Rob Paller A blog about databases, business intelligence, and an outlet for my inner geek

Building a Teradata Object Catalog

Posted on December 7, 2009

Recently I was asked to provide an inventory of a production Teradata system that included a list of all user created objects and as much information about the objects that I could gather included perm space usage, row counts, and object type. Two of the three could easily be gathered using the data dictionary tables in DBC. However, the row count requirement made me pause for a moment and weigh the impact this could have. The production system that I was working on had hundreds of databases and thousands of tables.

I knew writing an SQL script that would build the SELECT queries that would perform a COUNT(*) against every table and capture that in a flat file or table on the system was trivial.
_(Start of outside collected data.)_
//! Overall pass/fail statistics.

use super::Report;
use serde::{Deserialize, Serialize};

/// Check counts over all modules that completed.
#[derive(Debug, Clone, Copy, Default, PartialEq, Serialize, Deserialize)]
pub struct Summary {
    /// Number of checks
    pub total: usize,
    /// Checks that passed
    pub passed: usize,
    /// Checks that failed
    pub failed: usize,
    /// `passed / total * 100`, two decimals, 0 for an empty run
    pub pass_rate: f64,
    /// Modules that failed to run (not counted above)
    pub errored_modules: usize,
}

impl Summary {
    /// Summarize a report. Failed modules contribute no checks.
    pub fn from_report(report: &Report) -> Self {
        let mut summary = Summary::default();
        for module in &report.modules {
            if module.error {
                summary.errored_modules += 1;
                continue;
            }
            let (passed, total) = module.counts();
            summary.passed += passed;
            summary.total += total;
        }
        summary.failed = summary.total - summary.passed;
        summary.pass_rate = pass_rate(summary.passed, summary.total);
        summary
    }
}

/// Percentage rounded to two decimals; 0 when `total` is 0.
pub fn pass_rate(passed: usize, total: usize) -> f64 {
    if total == 0 {
        return 0.0;
    }
    let rate = passed as f64 / total as f64 * 100.0;
    (rate * 100.0).round() / 100.0
}

#[cfg(test)]
mod tests {
    use super::*;
    use crate::report::{Check, ModuleFindings, ModuleReport};

    fn module(name: &str, passed: usize, failed: usize) -> ModuleReport {
        let mut findings = ModuleFindings::new();
        for i in 0..passed {
            findings.push(Check::pass(format!("p{i}")));
        }
        for i in 0..failed {
            findings.push(Check::fail(format!("f{i}"), vec![]));
        }
        ModuleReport::completed(name, findings, 0)
    }

    #[test]
    fn test_pass_rate_rounding() {
        assert_eq!(pass_rate(5, 7), 71.43);
        assert_eq!(pass_rate(1, 3), 33.33);
        assert_eq!(pass_rate(2, 2), 100.0);
        assert_eq!(pass_rate(0, 0), 0.0);
    }

    #[test]
    fn test_summary_excludes_errored_modules() {
        let report = Report {
            modules: vec![
                module("A", 3, 1),
                ModuleReport::failed("B", "boom", 0),
                module("C", 2, 1),
            ],
        };
        let summary = report.summary();
        assert_eq!(summary.total, 7);
        assert_eq!(summary.passed, 5);
        assert_eq!(summary.failed, 2);
        assert_eq!(summary.pass_rate, 71.43);
        assert_eq!(summary.errored_modules, 1);
    }

    #[test]
    fn test_empty_report() {
        let summary = Report::new().summary();
        assert_eq!(summary.total, 0);
        assert_eq!(summary.pass_rate, 0.0);
    }
}
//! HTTP status code utilities for classifying remote engine failures.

use serde::Serialize;

/// HTTP status code returned by the compute engine.
///
/// Stored directly rather than parsed from error messages.
#[derive(Debug, Clone, Copy, PartialEq, Eq, Serialize)]
pub struct HttpStatusCode(pub u16);

impl HttpStatusCode {
    /// 2xx responses carry a computation result.
    pub fn is_success(&self) -> bool {
        (200..300).contains(&self.0)
    }

    /// 4xx: the engine rejected the message (bad size, bad endianness tag).
    pub fn is_client_error(&self) -> bool {
        (400..500).contains(&self.0)
    }

    /// 5xx: the engine failed while computing.
    pub fn is_server_error(&self) -> bool {
        (500..600).contains(&self.0)
    }
}

impl From<u16> for HttpStatusCode {
    fn from(code: u16) -> Self {
        HttpStatusCode(code)
    }
}

impl std::fmt::Display for HttpStatusCode {
    fn fmt(&self, f: &mut std::fmt::Formatter<'_>) -> std::fmt::Result {
        write!(f, "{}", self.0)
    }
}
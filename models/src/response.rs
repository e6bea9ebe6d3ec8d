use crate::Operation;

use serde::{Deserialize, Serialize};

/// Doubles returned by the engine for one operation, in wire order.
#[derive(Debug, Clone, PartialEq, Serialize, Deserialize)]
pub struct ComputationResponse {
    operation: Operation,
    values: Vec<f64>,
}

/// Anisotropic elastic constants along axes 1, 2, 3.
#[derive(Debug, Clone, Copy, PartialEq, Serialize)]
pub struct ElasticModules {
    pub e1: f64,
    pub e2: f64,
    pub e3: f64,
    pub nu12: f64,
    pub nu13: f64,
    pub nu23: f64,
    pub g12: f64,
    pub g13: f64,
    pub g23: f64,
}

#[derive(Debug, Clone, Copy, PartialEq, Serialize)]
pub struct ThermalConductivity {
    pub k1: f64,
    pub k2: f64,
    pub k3: f64,
}

#[derive(Debug, Clone, Copy, PartialEq, Serialize)]
pub struct ThermalExpansion {
    pub alpha1: f64,
    pub alpha2: f64,
    pub alpha3: f64,
}

impl ComputationResponse {
    pub fn new(operation: Operation, values: Vec<f64>) -> Self {
        Self { operation, values }
    }

    pub fn operation(&self) -> Operation {
        self.operation
    }

    pub fn values(&self) -> &[f64] {
        &self.values
    }

    pub fn into_values(self) -> Vec<f64> {
        self.values
    }

    pub fn has_declared_shape(&self) -> bool {
        self.values.len() == self.operation.response_doubles()
    }

    /// Values paired with their labels (`E1`, `K2`, `alpha3`, ...).
    pub fn labelled(&self) -> impl Iterator<Item = (&'static str, f64)> + '_ {
        self.operation
            .spec()
            .response_fields
            .iter()
            .copied()
            .zip(self.values.iter().copied())
    }

    pub fn as_elastic_modules(&self) -> Option<ElasticModules> {
        match self.operation {
            Operation::ElasticModulesForUnidirectionalComposite
            | Operation::ElasticModulesForHoneycomb => {}
            _ => return None,
        }

        match self.values[..] {
            [e1, e2, e3, nu12, nu13, nu23, g12, g13, g23] => Some(ElasticModules {
                e1,
                e2,
                e3,
                nu12,
                nu13,
                nu23,
                g12,
                g13,
                g23,
            }),
            _ => None,
        }
    }

    pub fn as_thermal_conductivity(&self) -> Option<ThermalConductivity> {
        if self.operation != Operation::ThermalConductivityForUnidirectionalComposite {
            return None;
        }

        match self.values[..] {
            [k1, k2, k3] => Some(ThermalConductivity { k1, k2, k3 }),
            _ => None,
        }
    }

    pub fn as_thermal_expansion(&self) -> Option<ThermalExpansion> {
        match self.operation {
            Operation::ThermalExpansionForHoneycomb
            | Operation::ThermalExpansionForUnidirectionalComposite => {}
            _ => return None,
        }

        match self.values[..] {
            [alpha1, alpha2, alpha3] => Some(ThermalExpansion {
                alpha1,
                alpha2,
                alpha3,
            }),
            _ => None,
        }
    }
}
However, when you have a system with thousands or tens of thousands of objects it would take quite some time to run all of those statements even if many of the tables are relatively small. It just didn't make good sense to take that approach.

Then I realized that nearly every table had some level of statistics collected against it and maintained at least semi-regularly depending on the DBA that was responsible for the database. The trouble is that Teradata's HELP STATISTICS command only shows you the number of unique values for each set of columns containing statistics. But then I remembered that the view I used as part of my stats maintenance routine did have a column for the number of rows. The views that I use as the basis for my stats maintenance routine were written by Dieter Noeth and is available for the general public to use courtesy of the TeradataForum. For the sake of brevity and maintaining a single source for the code I am not going to post the SQL for the views here but you can find them here in the Attachment Library over at the TeradataForum. (It should be noted that there are two different sets of views that support both the 32 bit and 64 bit versions of Teradata. Make sure you use the correct set of views for your installation.)

In order to keep things organized there are three views used to gather the information instead of creating a bunch of derived tables. The view Stats_Data is responsible for collapsing the number of fields into a comma delimited list for the first 16 columns and then extracting the pertinent binary data for the statistics collected on a given set of columns. The second view Stats_Basics_[32/64]bit extrapolates the binary data from the Stats_Data view into individual binary fields that require further refining. The final view Stats_Details composes the binary data into its final numeric and temporal values from which additional reporting and analysis can be done.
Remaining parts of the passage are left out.